(Records from a data collection)
↓↓↓
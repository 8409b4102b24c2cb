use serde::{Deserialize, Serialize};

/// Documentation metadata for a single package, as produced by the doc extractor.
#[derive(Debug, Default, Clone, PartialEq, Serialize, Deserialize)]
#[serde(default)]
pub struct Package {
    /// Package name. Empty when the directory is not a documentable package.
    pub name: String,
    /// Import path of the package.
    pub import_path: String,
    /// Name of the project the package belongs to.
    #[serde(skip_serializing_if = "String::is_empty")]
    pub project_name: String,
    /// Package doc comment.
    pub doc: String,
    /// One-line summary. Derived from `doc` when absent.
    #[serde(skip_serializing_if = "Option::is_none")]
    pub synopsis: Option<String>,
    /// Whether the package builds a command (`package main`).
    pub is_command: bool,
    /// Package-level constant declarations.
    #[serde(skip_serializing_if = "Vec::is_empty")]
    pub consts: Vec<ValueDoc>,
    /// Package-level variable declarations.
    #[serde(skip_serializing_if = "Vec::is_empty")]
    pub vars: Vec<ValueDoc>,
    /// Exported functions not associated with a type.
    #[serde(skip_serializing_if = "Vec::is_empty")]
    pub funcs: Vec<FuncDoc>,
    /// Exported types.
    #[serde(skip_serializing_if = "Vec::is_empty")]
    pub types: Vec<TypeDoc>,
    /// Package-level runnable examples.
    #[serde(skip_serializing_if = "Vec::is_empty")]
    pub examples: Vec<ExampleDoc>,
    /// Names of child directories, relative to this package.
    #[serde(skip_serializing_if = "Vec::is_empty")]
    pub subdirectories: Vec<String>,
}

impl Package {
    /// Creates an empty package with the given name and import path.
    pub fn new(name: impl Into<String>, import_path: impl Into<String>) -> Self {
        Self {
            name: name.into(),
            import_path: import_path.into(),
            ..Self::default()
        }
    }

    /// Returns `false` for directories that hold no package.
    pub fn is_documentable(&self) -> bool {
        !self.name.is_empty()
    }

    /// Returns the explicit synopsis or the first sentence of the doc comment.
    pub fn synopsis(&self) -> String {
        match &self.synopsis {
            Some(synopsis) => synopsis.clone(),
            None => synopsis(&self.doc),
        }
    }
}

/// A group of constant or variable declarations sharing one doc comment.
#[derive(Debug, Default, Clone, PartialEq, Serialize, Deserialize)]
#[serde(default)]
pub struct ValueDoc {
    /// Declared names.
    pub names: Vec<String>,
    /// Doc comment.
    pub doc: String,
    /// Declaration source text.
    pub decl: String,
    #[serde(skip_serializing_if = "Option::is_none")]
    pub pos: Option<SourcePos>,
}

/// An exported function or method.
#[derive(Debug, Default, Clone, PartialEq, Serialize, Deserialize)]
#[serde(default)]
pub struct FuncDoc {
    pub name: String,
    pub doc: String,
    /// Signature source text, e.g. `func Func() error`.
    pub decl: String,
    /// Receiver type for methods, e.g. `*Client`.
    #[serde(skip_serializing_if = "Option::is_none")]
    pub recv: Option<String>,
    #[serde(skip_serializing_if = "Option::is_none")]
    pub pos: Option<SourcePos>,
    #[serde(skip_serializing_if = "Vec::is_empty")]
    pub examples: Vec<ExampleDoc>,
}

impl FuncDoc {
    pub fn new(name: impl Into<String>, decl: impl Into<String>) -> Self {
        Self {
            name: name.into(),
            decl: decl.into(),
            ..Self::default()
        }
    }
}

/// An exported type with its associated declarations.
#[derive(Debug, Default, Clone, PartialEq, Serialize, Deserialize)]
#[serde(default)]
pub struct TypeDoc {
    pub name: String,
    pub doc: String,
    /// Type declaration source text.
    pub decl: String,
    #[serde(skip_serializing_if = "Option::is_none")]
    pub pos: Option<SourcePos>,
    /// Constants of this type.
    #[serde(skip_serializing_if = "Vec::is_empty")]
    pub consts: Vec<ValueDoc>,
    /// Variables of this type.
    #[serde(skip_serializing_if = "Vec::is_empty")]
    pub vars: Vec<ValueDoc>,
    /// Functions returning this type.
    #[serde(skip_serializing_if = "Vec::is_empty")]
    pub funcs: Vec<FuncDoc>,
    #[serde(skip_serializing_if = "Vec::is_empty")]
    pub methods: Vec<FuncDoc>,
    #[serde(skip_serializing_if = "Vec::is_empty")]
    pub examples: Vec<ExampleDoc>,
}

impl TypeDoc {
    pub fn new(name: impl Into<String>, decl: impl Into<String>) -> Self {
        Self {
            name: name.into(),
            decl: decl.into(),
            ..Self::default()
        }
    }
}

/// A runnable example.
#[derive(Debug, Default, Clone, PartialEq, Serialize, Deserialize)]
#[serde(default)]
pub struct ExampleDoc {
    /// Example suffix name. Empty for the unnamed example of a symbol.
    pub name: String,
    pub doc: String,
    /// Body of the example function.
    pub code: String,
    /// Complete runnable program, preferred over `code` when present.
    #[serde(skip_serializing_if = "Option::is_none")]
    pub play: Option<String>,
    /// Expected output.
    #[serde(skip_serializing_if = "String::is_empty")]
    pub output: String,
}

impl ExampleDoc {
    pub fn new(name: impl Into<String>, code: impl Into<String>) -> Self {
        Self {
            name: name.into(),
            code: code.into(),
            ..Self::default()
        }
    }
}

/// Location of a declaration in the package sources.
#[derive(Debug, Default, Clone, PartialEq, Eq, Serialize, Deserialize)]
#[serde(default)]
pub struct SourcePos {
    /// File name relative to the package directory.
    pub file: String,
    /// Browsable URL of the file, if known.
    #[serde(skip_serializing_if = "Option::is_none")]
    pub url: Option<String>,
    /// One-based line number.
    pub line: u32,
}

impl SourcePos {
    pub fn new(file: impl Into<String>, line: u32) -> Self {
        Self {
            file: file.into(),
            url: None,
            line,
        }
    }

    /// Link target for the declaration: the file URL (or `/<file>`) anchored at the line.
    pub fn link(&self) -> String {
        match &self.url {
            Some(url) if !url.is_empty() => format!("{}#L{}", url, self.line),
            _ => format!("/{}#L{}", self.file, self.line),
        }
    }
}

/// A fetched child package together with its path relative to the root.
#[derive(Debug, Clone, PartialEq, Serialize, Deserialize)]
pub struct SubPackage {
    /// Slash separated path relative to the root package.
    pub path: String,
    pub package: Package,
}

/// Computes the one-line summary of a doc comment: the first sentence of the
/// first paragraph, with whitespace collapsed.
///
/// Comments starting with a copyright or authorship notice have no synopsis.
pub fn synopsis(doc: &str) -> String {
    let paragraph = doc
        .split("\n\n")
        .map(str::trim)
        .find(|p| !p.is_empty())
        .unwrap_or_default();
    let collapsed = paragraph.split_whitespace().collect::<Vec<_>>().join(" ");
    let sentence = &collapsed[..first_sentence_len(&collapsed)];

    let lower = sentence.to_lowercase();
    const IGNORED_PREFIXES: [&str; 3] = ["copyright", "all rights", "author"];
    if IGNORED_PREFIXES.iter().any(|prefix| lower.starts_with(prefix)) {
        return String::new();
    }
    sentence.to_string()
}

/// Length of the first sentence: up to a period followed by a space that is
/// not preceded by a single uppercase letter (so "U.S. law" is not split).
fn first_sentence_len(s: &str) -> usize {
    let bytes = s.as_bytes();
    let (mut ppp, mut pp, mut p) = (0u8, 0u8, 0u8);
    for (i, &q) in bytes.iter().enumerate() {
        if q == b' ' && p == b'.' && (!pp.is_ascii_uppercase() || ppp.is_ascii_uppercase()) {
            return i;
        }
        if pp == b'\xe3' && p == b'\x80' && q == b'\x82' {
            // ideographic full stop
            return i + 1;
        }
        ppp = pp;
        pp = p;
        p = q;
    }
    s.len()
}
↑↑↑
↓↓↓
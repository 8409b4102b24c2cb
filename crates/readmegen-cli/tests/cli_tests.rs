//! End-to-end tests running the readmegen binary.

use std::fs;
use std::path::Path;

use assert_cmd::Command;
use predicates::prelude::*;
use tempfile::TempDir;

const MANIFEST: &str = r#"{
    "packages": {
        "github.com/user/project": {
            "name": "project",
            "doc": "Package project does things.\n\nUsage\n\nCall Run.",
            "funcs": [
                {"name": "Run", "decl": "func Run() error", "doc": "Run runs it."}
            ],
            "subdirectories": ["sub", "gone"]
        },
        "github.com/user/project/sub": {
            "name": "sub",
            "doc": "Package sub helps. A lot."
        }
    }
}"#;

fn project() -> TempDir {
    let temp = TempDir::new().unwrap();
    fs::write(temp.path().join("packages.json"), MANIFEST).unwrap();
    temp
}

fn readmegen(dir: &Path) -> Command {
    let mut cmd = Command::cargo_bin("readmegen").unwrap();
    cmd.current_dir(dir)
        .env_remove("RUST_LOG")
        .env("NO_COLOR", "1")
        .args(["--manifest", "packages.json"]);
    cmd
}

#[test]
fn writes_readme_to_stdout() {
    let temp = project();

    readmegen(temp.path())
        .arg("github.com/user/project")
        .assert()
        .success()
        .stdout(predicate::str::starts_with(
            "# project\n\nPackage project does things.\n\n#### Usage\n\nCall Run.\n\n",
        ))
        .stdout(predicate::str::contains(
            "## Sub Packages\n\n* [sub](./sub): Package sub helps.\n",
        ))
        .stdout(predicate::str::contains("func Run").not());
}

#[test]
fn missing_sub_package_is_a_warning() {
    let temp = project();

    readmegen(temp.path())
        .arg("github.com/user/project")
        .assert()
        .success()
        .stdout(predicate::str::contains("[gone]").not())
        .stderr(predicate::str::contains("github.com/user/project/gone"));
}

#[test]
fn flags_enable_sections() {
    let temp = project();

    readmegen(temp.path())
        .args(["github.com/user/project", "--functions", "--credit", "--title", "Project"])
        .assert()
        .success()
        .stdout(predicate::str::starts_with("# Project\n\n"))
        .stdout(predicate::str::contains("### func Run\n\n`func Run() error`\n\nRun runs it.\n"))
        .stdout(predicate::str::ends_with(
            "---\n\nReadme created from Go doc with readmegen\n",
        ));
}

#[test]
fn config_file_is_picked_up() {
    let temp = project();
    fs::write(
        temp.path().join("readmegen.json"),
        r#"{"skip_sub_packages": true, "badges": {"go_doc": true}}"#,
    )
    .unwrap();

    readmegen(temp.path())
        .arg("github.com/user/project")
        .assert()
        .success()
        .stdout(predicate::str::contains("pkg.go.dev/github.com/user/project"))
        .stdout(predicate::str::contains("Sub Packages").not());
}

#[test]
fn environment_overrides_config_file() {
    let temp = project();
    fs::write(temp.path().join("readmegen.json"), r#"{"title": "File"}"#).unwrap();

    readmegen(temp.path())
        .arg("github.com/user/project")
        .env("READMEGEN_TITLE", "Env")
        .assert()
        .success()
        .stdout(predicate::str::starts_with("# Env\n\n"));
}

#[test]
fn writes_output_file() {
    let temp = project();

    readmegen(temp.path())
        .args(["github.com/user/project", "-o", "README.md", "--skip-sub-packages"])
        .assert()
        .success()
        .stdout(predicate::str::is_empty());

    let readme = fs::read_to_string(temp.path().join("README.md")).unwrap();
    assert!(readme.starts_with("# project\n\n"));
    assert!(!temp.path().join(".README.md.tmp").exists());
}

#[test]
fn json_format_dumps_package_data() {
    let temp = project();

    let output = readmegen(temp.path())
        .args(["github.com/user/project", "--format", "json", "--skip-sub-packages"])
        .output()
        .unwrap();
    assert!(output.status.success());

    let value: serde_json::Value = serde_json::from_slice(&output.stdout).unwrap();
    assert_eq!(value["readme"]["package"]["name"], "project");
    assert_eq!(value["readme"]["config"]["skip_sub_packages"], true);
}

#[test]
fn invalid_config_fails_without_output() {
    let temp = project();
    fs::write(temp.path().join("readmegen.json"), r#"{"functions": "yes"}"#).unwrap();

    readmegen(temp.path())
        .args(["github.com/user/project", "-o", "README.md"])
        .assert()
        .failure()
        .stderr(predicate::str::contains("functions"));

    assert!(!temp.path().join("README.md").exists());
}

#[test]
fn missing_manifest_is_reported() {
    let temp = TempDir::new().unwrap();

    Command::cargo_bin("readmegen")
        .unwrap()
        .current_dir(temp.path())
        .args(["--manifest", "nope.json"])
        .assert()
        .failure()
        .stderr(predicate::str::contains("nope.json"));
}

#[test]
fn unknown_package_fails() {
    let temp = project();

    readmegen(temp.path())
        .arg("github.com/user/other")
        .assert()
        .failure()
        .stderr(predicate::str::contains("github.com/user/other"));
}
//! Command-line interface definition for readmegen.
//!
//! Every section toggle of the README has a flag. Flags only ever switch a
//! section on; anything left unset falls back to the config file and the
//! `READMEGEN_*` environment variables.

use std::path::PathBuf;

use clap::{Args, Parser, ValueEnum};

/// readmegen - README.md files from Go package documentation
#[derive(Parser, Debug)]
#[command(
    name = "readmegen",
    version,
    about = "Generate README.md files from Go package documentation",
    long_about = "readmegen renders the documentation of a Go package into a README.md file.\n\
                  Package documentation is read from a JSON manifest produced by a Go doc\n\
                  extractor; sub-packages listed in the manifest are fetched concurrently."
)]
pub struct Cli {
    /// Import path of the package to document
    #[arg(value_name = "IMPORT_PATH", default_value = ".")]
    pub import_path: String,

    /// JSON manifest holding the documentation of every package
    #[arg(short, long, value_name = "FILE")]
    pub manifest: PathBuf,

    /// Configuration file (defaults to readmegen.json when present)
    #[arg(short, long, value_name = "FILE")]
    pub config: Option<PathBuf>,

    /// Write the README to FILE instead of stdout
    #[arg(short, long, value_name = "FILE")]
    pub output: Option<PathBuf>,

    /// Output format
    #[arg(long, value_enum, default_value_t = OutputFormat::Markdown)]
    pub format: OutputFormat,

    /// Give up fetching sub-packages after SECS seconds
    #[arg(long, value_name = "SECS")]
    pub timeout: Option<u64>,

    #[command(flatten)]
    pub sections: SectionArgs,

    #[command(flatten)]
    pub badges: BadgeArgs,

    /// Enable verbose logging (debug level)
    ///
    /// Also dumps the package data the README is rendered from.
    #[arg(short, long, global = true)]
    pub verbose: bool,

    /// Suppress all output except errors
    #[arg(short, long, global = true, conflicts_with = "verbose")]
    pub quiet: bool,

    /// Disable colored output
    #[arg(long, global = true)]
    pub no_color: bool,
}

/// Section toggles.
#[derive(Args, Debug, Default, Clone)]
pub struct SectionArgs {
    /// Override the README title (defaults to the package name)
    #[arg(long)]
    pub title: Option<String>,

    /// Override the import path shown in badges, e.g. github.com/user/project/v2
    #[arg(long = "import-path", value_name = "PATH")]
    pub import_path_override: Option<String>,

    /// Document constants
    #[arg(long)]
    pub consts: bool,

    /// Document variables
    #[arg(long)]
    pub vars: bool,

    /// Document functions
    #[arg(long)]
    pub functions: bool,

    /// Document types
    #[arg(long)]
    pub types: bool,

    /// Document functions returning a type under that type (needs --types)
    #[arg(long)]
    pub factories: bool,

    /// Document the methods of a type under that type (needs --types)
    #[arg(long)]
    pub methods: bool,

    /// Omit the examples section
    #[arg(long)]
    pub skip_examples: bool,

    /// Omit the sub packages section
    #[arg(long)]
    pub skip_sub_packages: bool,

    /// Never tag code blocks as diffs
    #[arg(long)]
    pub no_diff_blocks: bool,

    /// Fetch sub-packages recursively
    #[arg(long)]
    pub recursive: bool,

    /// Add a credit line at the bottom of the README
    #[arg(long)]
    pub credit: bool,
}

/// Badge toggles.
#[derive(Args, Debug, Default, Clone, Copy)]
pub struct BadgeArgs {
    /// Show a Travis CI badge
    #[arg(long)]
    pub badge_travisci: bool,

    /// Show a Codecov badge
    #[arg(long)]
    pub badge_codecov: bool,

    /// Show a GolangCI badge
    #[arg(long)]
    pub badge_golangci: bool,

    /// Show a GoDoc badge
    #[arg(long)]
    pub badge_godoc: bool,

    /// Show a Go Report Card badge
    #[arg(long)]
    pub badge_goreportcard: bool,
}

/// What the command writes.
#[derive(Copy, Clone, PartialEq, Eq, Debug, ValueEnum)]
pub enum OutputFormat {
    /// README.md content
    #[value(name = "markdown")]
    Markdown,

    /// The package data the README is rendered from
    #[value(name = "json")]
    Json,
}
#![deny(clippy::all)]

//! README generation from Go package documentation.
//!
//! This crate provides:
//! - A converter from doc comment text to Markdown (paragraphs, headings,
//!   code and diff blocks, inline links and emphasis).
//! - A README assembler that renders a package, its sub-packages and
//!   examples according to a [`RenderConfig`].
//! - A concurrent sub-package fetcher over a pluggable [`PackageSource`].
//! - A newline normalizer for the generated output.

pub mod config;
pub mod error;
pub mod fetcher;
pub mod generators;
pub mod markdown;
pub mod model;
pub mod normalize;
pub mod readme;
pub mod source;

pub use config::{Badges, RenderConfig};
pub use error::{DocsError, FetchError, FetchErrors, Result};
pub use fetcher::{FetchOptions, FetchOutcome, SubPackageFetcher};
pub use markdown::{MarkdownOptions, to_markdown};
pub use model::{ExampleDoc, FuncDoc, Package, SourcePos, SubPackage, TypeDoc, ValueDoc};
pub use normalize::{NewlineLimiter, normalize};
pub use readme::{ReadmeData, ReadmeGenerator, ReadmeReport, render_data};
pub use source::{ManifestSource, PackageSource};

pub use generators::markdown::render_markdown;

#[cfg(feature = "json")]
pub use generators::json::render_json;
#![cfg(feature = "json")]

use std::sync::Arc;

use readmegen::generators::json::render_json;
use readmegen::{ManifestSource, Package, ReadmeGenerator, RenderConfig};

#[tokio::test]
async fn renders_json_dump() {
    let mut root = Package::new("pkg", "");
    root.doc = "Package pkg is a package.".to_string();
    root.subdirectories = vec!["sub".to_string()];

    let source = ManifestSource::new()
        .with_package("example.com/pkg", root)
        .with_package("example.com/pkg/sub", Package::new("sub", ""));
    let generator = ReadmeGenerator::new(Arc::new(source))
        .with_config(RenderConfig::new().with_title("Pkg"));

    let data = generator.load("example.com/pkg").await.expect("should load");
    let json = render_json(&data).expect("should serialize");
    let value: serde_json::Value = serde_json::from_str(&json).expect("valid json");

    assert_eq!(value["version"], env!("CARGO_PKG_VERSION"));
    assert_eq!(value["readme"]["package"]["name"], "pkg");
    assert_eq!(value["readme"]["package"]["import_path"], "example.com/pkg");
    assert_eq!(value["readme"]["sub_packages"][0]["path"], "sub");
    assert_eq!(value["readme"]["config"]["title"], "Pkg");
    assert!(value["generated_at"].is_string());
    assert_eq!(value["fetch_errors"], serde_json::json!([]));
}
↑↑↑
↓↓↓
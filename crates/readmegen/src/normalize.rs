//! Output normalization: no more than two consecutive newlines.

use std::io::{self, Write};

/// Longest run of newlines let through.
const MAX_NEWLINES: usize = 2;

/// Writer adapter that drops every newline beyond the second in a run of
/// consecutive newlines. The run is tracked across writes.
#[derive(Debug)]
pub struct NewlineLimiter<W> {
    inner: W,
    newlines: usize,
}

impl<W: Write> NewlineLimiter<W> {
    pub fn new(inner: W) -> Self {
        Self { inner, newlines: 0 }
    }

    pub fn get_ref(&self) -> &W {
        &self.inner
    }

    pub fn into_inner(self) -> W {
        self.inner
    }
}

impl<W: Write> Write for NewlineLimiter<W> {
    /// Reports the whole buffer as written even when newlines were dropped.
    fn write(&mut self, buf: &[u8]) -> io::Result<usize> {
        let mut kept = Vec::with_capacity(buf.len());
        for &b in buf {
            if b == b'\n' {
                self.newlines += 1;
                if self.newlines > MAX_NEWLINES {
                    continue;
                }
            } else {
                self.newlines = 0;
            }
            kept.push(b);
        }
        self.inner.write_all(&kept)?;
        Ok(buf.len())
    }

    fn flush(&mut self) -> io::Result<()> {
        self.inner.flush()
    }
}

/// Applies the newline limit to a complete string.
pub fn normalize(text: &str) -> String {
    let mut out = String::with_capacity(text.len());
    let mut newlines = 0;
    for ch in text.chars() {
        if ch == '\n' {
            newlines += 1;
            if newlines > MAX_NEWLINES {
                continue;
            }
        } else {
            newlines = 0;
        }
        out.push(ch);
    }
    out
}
↑↑↑
■ PROBLEM TO SOLVE: Wherever "directory" turns up in the records, copy the whole line.

■ WRITTEN SOLUTION:
    /// Package name. Empty when the directory is not a documentable package.
    /// File name relative to the package directory.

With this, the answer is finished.